▸ WHAT IS NEEDED:
For the word "AttitudeMsg", search the records and show each line in which it occurs.

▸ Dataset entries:
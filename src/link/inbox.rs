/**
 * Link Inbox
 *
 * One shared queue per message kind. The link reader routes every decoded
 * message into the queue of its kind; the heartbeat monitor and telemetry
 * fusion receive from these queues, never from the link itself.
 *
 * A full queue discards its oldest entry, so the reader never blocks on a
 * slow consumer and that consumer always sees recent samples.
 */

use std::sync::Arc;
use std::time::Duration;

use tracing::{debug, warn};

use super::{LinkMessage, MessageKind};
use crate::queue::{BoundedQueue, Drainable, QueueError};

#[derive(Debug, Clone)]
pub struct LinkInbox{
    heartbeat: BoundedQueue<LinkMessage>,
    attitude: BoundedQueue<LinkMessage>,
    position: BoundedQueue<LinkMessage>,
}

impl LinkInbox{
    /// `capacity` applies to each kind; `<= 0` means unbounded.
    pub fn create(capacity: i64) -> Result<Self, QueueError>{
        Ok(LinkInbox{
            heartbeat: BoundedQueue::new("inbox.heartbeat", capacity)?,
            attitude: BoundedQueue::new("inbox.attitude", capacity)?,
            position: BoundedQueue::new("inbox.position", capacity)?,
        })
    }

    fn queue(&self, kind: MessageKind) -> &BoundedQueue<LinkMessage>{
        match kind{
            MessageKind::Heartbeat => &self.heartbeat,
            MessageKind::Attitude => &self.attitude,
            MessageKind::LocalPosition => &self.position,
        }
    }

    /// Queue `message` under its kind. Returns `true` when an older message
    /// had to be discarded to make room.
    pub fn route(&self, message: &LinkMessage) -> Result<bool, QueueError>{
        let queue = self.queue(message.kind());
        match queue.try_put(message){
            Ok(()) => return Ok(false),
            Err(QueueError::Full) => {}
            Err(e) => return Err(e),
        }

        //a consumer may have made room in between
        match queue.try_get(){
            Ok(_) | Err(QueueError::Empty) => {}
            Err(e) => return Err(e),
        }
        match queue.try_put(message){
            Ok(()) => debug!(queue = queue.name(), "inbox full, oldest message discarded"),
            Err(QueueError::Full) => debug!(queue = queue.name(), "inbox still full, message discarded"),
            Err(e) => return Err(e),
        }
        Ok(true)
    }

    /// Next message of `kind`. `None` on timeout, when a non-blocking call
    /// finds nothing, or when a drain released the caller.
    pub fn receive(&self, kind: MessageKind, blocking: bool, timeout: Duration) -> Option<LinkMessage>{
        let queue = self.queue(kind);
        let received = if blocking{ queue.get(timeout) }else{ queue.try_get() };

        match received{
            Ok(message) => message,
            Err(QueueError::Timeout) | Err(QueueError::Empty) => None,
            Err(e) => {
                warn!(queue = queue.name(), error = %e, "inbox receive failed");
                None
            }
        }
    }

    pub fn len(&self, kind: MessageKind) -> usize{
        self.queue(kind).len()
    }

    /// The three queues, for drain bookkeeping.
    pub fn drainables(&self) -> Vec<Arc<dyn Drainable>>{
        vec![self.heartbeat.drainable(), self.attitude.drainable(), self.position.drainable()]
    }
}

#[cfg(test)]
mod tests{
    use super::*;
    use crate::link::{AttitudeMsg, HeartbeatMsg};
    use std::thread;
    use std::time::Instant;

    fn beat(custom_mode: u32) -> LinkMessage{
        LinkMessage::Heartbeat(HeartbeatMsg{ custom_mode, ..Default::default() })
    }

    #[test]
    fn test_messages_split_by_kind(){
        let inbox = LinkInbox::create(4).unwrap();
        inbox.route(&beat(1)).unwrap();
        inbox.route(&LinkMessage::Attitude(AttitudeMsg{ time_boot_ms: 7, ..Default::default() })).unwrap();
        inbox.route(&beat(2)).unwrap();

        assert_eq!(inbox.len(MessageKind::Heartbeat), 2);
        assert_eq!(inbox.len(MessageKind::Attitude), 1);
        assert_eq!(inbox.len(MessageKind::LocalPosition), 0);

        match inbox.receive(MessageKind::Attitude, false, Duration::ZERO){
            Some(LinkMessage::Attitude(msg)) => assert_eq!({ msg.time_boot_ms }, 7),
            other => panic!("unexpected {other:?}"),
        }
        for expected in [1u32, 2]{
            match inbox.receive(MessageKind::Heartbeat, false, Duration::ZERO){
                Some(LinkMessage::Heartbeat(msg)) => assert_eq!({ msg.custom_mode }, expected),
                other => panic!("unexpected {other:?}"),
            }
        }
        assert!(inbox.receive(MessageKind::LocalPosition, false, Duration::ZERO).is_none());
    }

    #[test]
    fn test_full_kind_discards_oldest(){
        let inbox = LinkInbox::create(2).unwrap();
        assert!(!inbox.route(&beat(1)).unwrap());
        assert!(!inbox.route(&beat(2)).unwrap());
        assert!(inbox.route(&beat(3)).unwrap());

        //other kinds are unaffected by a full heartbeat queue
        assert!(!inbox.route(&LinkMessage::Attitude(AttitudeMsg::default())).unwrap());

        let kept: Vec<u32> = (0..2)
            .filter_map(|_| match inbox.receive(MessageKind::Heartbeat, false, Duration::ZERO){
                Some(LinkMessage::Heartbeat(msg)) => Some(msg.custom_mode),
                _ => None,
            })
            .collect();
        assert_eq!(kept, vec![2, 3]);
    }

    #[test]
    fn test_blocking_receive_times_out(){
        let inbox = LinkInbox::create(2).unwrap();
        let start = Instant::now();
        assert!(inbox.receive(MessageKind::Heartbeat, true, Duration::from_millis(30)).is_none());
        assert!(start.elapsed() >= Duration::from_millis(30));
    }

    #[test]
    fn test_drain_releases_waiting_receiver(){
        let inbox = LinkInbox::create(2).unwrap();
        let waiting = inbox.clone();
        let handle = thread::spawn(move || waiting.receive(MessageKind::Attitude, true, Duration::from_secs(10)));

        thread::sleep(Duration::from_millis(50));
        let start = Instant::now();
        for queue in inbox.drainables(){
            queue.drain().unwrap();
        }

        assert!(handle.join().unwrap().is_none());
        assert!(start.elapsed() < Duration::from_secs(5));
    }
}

▸ EXERCISE ANSWER:
    use crate::link::{AttitudeMsg, HeartbeatMsg};
        inbox.route(&LinkMessage::Attitude(AttitudeMsg{ time_boot_ms: 7, ..Default::default() })).unwrap();
        assert!(!inbox.route(&LinkMessage::Attitude(AttitudeMsg::default())).unwrap());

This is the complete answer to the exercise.